The church has sadly transformed Paul’s epistles into a born-again dragon with numerous moral demands of Thou-shall and Thou-shall-not, thereby returning the heavily burdened camel. But as practical theologians and not moralists, what can we learn from Pauline communities? What can one learn from Paul about thinking and being?

Practical theologians focus on the everyday experiences and practice. In the everyday language one does not live in Saraceno’s On space time foam, but one lives on a stable ‘hard’ earth, where one works with one’s hands, and daily deals with ‘objective facts’ that populate the world with things: the computer, the air-conditioning, the cars and trains used to commute with, et cetera. It is this kind of ‘concrete’ thinking that gives the world the necessary stability, certainty and predictability to make it liveable. Thus, one lives in a world as it appears to one and not as it might be according to scientists and philosophers. One lives in a grown-up world and not in a child’s fantasy.

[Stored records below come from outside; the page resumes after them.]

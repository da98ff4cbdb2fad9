//! Tests for command-line parsing and the end-to-end label job

#[cfg(test)]
mod tests {
    use clap::Parser;
    use labelgrid::LabelError;
    use labelgrid::io::cli::{Cli, JobSummary, LabelJob, sheet_path};
    use labelgrid::io::configuration::{DEFAULT_DELIMITER, DEFAULT_FONT_SIZE, PRINT_NOTICE};
    use labelgrid::sheet::profile::GridProfile;
    use std::io::Cursor;
    use std::path::{Path, PathBuf};
    use tempfile::TempDir;

    fn run_job(args: &[&str], answers: &str) -> (labelgrid::Result<JobSummary>, String) {
        let cli = Cli::parse_from(args);
        let mut output = Vec::new();
        let result = LabelJob::new(cli).run_with(Cursor::new(answers.to_string()), &mut output);
        (result, String::from_utf8_lossy(&output).into_owned())
    }

    // Tests parsing with no arguments uses the defaults
    // Verified by changing default values
    #[test]
    fn test_cli_parse_minimal_args() {
        let cli = Cli::parse_from(["labelgrid"]);

        assert_eq!(cli.output, None);
        assert_eq!(cli.profile, GridProfile::FiveBySeventeen);
        assert_eq!(cli.delimiter, DEFAULT_DELIMITER);
        assert!((cli.font_size - DEFAULT_FONT_SIZE).abs() < f32::EPSILON);
        assert!(cli.exclude.is_empty());
        assert!(!cli.interactive);
        assert!(!cli.batch);
        assert!(!cli.preview);
        assert!(!cli.has_categories());
        assert!(cli.should_show_progress());
    }

    // Tests parsing with all available arguments
    // Verified by swapping the line1 and line2 fields
    #[test]
    fn test_cli_parse_all_args() {
        let cli = Cli::parse_from([
            "labelgrid",
            "--output",
            "plates",
            "--line1",
            "GP01,GP02",
            "--line1",
            "d1,d2",
            "--line2",
            "NW",
            "--profile",
            "6x21",
            "--delimiter",
            "-",
            "--font-size",
            "6.5",
            "--exclude",
            "0=A01",
            "--interactive",
            "--preview",
            "--quiet",
        ]);

        assert_eq!(cli.output, Some(PathBuf::from("plates")));
        assert_eq!(cli.line1, vec!["GP01,GP02", "d1,d2"]);
        assert_eq!(cli.line2, vec!["NW"]);
        assert!(cli.line3.is_empty());
        assert_eq!(cli.profile, GridProfile::SixByTwentyOne);
        assert_eq!(cli.delimiter, "-");
        assert!((cli.font_size - 6.5).abs() < f32::EPSILON);
        assert_eq!(cli.exclude, vec!["0=A01"]);
        assert!(cli.interactive && cli.preview && cli.quiet);
        assert!(!cli.should_show_progress());
        assert_eq!(cli.geometry().cols, 6);
    }

    // Tests short flag parsing
    // Verified by changing short flag definitions
    #[test]
    fn test_cli_short_flags() {
        let cli = Cli::parse_from([
            "labelgrid", "-o", "out", "-p", "6x21", "-d", "_", "-s", "10", "-x", "1=C", "-i", "-q",
        ]);

        assert_eq!(cli.output, Some(PathBuf::from("out")));
        assert_eq!(cli.profile, GridProfile::SixByTwentyOne);
        assert_eq!(cli.delimiter, "_");
        assert!((cli.font_size - 10.0).abs() < f32::EPSILON);
        assert_eq!(cli.exclude, vec!["1=C"]);
        assert!(cli.interactive);
        assert!(cli.quiet);
    }

    // Tests unknown profiles are rejected by the parser
    // Verified by accepting free-form profile names
    #[test]
    fn test_cli_rejects_unknown_profile() {
        assert!(Cli::try_parse_from(["labelgrid", "--profile", "4x10"]).is_err());
    }

    // Tests command-line categories build the label spec per line
    // Verified by adding every category to line one
    #[test]
    fn test_label_spec_from_lines() {
        let cli = Cli::parse_from(["labelgrid", "--line1", "a,b", "--line3", "x"]);
        let spec = cli.label_spec();

        assert!(cli.has_categories());
        assert_eq!(spec.line(0).unwrap().categories().len(), 1);
        assert!(spec.line(1).unwrap().is_empty());
        assert_eq!(spec.line(2).unwrap().categories()[0].values(), ["x"]);
    }

    // Tests sheet files are named after the base with the sheet index
    // Verified by dropping the sheet index
    #[test]
    fn test_sheet_path() {
        assert_eq!(
            sheet_path(Path::new("plates"), 0, "pdf"),
            PathBuf::from("plates-0.pdf")
        );
        assert_eq!(
            sheet_path(Path::new("out/run"), 12, "png"),
            PathBuf::from("out/run-12.png")
        );
    }

    // Tests a full run writes one PDF per sheet and the print notice
    // Verified by returning before rendering
    #[test]
    fn test_run_writes_sheets() {
        let dir = TempDir::new().unwrap();
        let base = dir.path().join("plates");
        let base_arg = base.to_string_lossy().into_owned();

        // 3 x 2 x 15 = 90 labels on 85-cell sheets
        let (result, output) = run_job(
            &[
                "labelgrid",
                "-q",
                "-b",
                "-o",
                &base_arg,
                "--line1",
                "GP01,GP02,GP03",
                "--line2",
                "d1,d2",
                "--line3",
                "1,2,3,4,5,6,7,8,9,10,11,12,13,14,15",
                "--preview",
            ],
            "",
        );

        let summary = result.unwrap();
        assert_eq!(summary.labels, 90);
        assert_eq!(summary.documents.len(), 2);
        assert_eq!(summary.previews.len(), 2);
        assert!(output.contains(PRINT_NOTICE));
        for sheet in 0..2 {
            assert!(sheet_path(&base, sheet, "pdf").is_file());
            assert!(sheet_path(&base, sheet, "png").is_file());
        }
        assert!(!sheet_path(&base, 2, "pdf").exists());
    }

    // Tests a run without arguments prompts for the name, the categories and each sheet's used cells
    // Verified by skipping the exclusion screen unless -i is given
    #[test]
    fn test_run_prompts_for_missing_inputs() {
        let dir = TempDir::new().unwrap();
        let base = dir.path().join("prompted");
        let answers = format!("{}\na,b\n\nx\n\n\nA01\n\n", base.display());

        let (result, output) = run_job(&["labelgrid", "-q"], &answers);

        let summary = result.unwrap();
        assert_eq!(summary.labels, 2);
        assert_eq!(summary.documents, vec![sheet_path(&base, 0, "pdf")]);
        assert!(output.contains("Enter output filename:"));
        assert!(output.contains("Line 1, category 1: "));
        assert!(output.contains("Line 3, category 1: "));
        assert!(output.contains("Sheet 0: select labels that are already used"));
        assert!(sheet_path(&base, 0, "pdf").is_file());
    }

    // Tests when the exclusion screen is shown
    // Verified by ignoring presets in asks_exclusions
    #[test]
    fn test_asks_exclusions() {
        assert!(Cli::parse_from(["labelgrid"]).asks_exclusions());
        assert!(!Cli::parse_from(["labelgrid", "--batch"]).asks_exclusions());
        assert!(!Cli::parse_from(["labelgrid", "-x", "0=A01"]).asks_exclusions());
        assert!(Cli::parse_from(["labelgrid", "-x", "0=A01", "-i"]).asks_exclusions());
        assert!(Cli::try_parse_from(["labelgrid", "-b", "-i"]).is_err());
    }

    // Tests batch runs never read exclusions from the terminal
    // Verified by prompting regardless of --batch
    #[test]
    fn test_run_batch_skips_exclusion_screen() {
        let dir = TempDir::new().unwrap();
        let base_arg = dir.path().join("batch").to_string_lossy().into_owned();

        let (result, output) = run_job(&["labelgrid", "-q", "-b", "-o", &base_arg, "--line1", "a"], "");

        assert_eq!(result.unwrap().documents.len(), 1);
        assert!(!output.contains("select labels that are already used"));
    }

    // Tests interactive exclusions are collected before each sheet
    // Verified by filling sheets without asking
    #[test]
    fn test_run_interactive() {
        let dir = TempDir::new().unwrap();
        let base = dir.path().join("picked");
        let base_arg = base.to_string_lossy().into_owned();

        let (result, output) = run_job(
            &["labelgrid", "-q", "-i", "-o", &base_arg, "--line1", "a,b,c"],
            "A01 B\n\n",
        );

        assert_eq!(result.unwrap().documents.len(), 1);
        assert!(output.contains("Sheet 0: select labels that are already used"));
        assert!(output.contains(PRINT_NOTICE));
    }

    // Tests exiting the exclusion prompt cancels the run
    // Verified by treating exit as submit
    #[test]
    fn test_run_interactive_exit() {
        let dir = TempDir::new().unwrap();
        let base_arg = dir.path().join("gone").to_string_lossy().into_owned();

        let (result, _) = run_job(
            &["labelgrid", "-q", "-i", "-o", &base_arg, "--line1", "a"],
            "exit\n",
        );

        assert!(matches!(result, Err(LabelError::Cancelled)));
    }

    // Tests repeated values collapse into one label and one sheet
    // Verified by placing the raw product instead of distinct labels
    #[test]
    fn test_run_deduplicates_labels() {
        let dir = TempDir::new().unwrap();
        let base = dir.path().join("dupes");
        let base_arg = base.to_string_lossy().into_owned();

        let (result, _) = run_job(
            &["labelgrid", "-q", "-b", "-o", &base_arg, "--line1", "a,a,a", "--line2", "b,b"],
            "",
        );

        let summary = result.unwrap();
        assert_eq!(summary.labels, 1);
        assert_eq!(summary.documents.len(), 1);
        assert!(summary.previews.is_empty());
        assert!(!sheet_path(&base, 0, "png").exists());
    }

    // Tests a non-positive font size is rejected before anything is written
    // Verified by removing the font size check
    #[test]
    fn test_run_rejects_bad_font_size() {
        let (result, _) = run_job(&["labelgrid", "-q", "-o", "x", "-s", "0", "--line1", "a"], "");

        assert!(matches!(
            result,
            Err(LabelError::InvalidParameter {
                parameter: "font-size",
                ..
            })
        ));
    }

    // Tests preset exclusions fully covering a sheet fail the run
    // Verified by retrying presets like the interactive prompt
    #[test]
    fn test_run_preset_full_sheet_fails() {
        let dir = TempDir::new().unwrap();
        let base_arg = dir.path().join("full").to_string_lossy().into_owned();
        let columns = "0=A,B,C,D,E";

        let (result, _) = run_job(
            &["labelgrid", "-q", "-o", &base_arg, "-x", columns, "--line1", "a"],
            "",
        );

        assert!(matches!(
            result,
            Err(LabelError::SheetFullyExcluded { sheet: 0 })
        ));
    }
}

The focus is on what is ‘real’ in everyday experiences and in everyday language, but with one small but important difference. Practical theologians, following Paul, know it is as if it is not. Theologians learn from Paul that they live in this world as if not (1 Cor 7:29–32). They also learn from Paul that it is the things that are not that shames what is (1 Cor 1:28). So this everyday reality is disrupted by waste, understood as that which is not. It is disrupted by what is not to show the foolishness of what is, to be a stumbling block to the signs. Maybe Paul’s theology is the key to a new way of thinking and being or being thought: To live in the world as if it was not, but to still live in it, to be in the world, but not of the world (Jn 17).

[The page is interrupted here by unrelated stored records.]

//! Page coordinates of label boxes and their text lines
//!
//! Coordinates are PostScript points with the origin at the bottom-left page
//! corner, the convention PDF content streams use.

use crate::io::configuration::{LINE_COUNT, PAGE_HEIGHT_PT};
use crate::layout::metrics::text_width;
use crate::sheet::profile::SheetGeometry;

/// Bottom-left corner and size of one label on the page
#[derive(Debug, Clone, Copy, PartialEq)]
pub struct LabelBox {
    /// Left edge
    pub x: f32,
    /// Bottom edge
    pub y: f32,
    /// Box width
    pub width: f32,
    /// Box height
    pub height: f32,
}

impl LabelBox {
    /// Locate the box of a zero-based cell
    ///
    /// The vertical origin keeps the `2 * margin_top` lift the printed sheets
    /// were calibrated against.
    pub fn for_cell(geometry: &SheetGeometry, row: usize, col: usize) -> Self {
        let x = col as f32 * geometry.label_width + geometry.margin_left;
        let y = PAGE_HEIGHT_PT - (row + 1) as f32 * geometry.label_height
            + 2.0 * geometry.margin_top;
        Self {
            x,
            y,
            width: geometry.label_width,
            height: geometry.label_height,
        }
    }

    /// Baseline height above the box bottom for a zero-based line
    ///
    /// Line one sits two font sizes up, line three on the bottom edge.
    pub fn baseline_offset(line: usize, font_size: f32) -> f32 {
        LINE_COUNT.saturating_sub(line + 1) as f32 * font_size
    }

    /// Start point for `text` on `line`, horizontally centered in the box
    pub fn line_origin(&self, line: usize, text: &str, font_size: f32) -> (f32, f32) {
        let x = self.x + (self.width - text_width(text, font_size)) / 2.0;
        let y = self.y + Self::baseline_offset(line, font_size);
        (x, y)
    }
}
//! Checks that `tests/unit` mirrors `src` file for file and that every test file tests something

#[cfg(test)]
mod tests {
    use std::collections::BTreeSet;
    use std::fs;
    use std::io;
    use std::path::Path;

    const SRC_DIR: &str = "src";
    const UNIT_DIR: &str = "tests/unit";
    const TESTS_DIR: &str = "tests";

    // Entry points and module declarations carry no logic of their own
    fn is_organizational(relative: &str) -> bool {
        relative == "main.rs" || relative == "lib.rs" || relative.ends_with("mod.rs")
    }

    // Relative paths of every directory and `.rs` file below `dir`
    fn collect_relative_paths(dir: &Path, base: &Path) -> io::Result<BTreeSet<String>> {
        let mut paths = BTreeSet::new();
        if !dir.is_dir() {
            return Ok(paths);
        }

        for entry in fs::read_dir(dir)? {
            let path = entry?.path();
            let relative = path
                .strip_prefix(base)
                .map_err(|_stripped| io::Error::other("path outside base directory"))?
                .to_string_lossy()
                .into_owned();

            if path.is_dir() {
                paths.extend(collect_relative_paths(&path, base)?);
                paths.insert(relative);
            } else if path.extension().is_some_and(|ext| ext == "rs") {
                paths.insert(relative);
            }
        }

        Ok(paths)
    }

    fn source_and_unit_paths() -> (BTreeSet<String>, BTreeSet<String>) {
        let src = Path::new(SRC_DIR);
        let unit = Path::new(UNIT_DIR);
        let src_paths = collect_relative_paths(src, src)
            .unwrap_or_else(|error| panic!("cannot read {SRC_DIR}: {error}"));
        let unit_paths = collect_relative_paths(unit, unit)
            .unwrap_or_else(|error| panic!("cannot read {UNIT_DIR}: {error}"));
        (src_paths, unit_paths)
    }

    #[test]
    fn test_every_source_file_has_unit_tests() {
        let (src_paths, unit_paths) = source_and_unit_paths();

        let missing: Vec<String> = src_paths
            .iter()
            .filter(|path| !is_organizational(path) && !unit_paths.contains(*path))
            .map(|path| format!("  - {SRC_DIR}/{path} -> {UNIT_DIR}/{path}"))
            .collect();

        assert!(
            missing.is_empty(),
            "Source files without unit tests:\n{}",
            missing.join("\n")
        );
    }

    #[test]
    fn test_every_unit_test_has_a_source_file() {
        let (src_paths, unit_paths) = source_and_unit_paths();

        let orphaned: Vec<String> = unit_paths
            .iter()
            .filter(|path| !path.ends_with("mod.rs") && !src_paths.contains(*path))
            .map(|path| format!("  - {UNIT_DIR}/{path} (no {SRC_DIR}/{path})"))
            .collect();

        assert!(
            orphaned.is_empty(),
            "Unit test files without a source file:\n{}",
            orphaned.join("\n")
        );
    }

    // Collects test files below `dir` that never declare a #[test]
    fn files_without_tests(dir: &Path, untested: &mut Vec<String>) -> io::Result<()> {
        for entry in fs::read_dir(dir)? {
            let path = entry?.path();

            if path.is_dir() {
                files_without_tests(&path, untested)?;
                continue;
            }
            if path.extension().is_none_or(|ext| ext != "rs") {
                continue;
            }

            let Some(file_name) = path.file_name().and_then(|name| name.to_str()) else {
                continue;
            };
            let is_root_entry = path.parent() == Some(Path::new(TESTS_DIR)) && file_name == "main.rs";
            if is_root_entry || file_name == "mod.rs" {
                continue;
            }

            if !fs::read_to_string(&path)?.contains("#[test]") {
                untested.push(format!("  - {}", path.display()));
            }
        }
        Ok(())
    }

    #[test]
    fn test_every_test_file_contains_tests() {
        let mut untested = Vec::new();

        files_without_tests(Path::new(TESTS_DIR), &mut untested)
            .unwrap_or_else(|error| panic!("cannot scan {TESTS_DIR}: {error}"));

        assert!(
            untested.is_empty(),
            "Test files without any #[test] function:\n{}",
            untested.join("\n")
        );
    }
}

But what can one learn from all this, what can one learn from living in the world as if it was not? One learns that everyday language is made of broken words, crucified words, waste, as they do not bind anything but are infinite chains of references and network of mediations. In their brokenness, in their prayer, in their broken tear-filled supplication, they call out a world. Broken words are praying and thus calling and in calling weaving a new tapestry or network into existence. This praying, weaving, mediating, responding is fragile and can never stop, as it needs to be continuously prayed into existence, re-called, re-created, like the fantasy of a child which only exists as long as the child imagines, and can so easily fade into oblivion. The child needs to play in the wasteland and out of waste prays a world in which to be, in which to be happy, a kingdom where the lion plays with the lamb.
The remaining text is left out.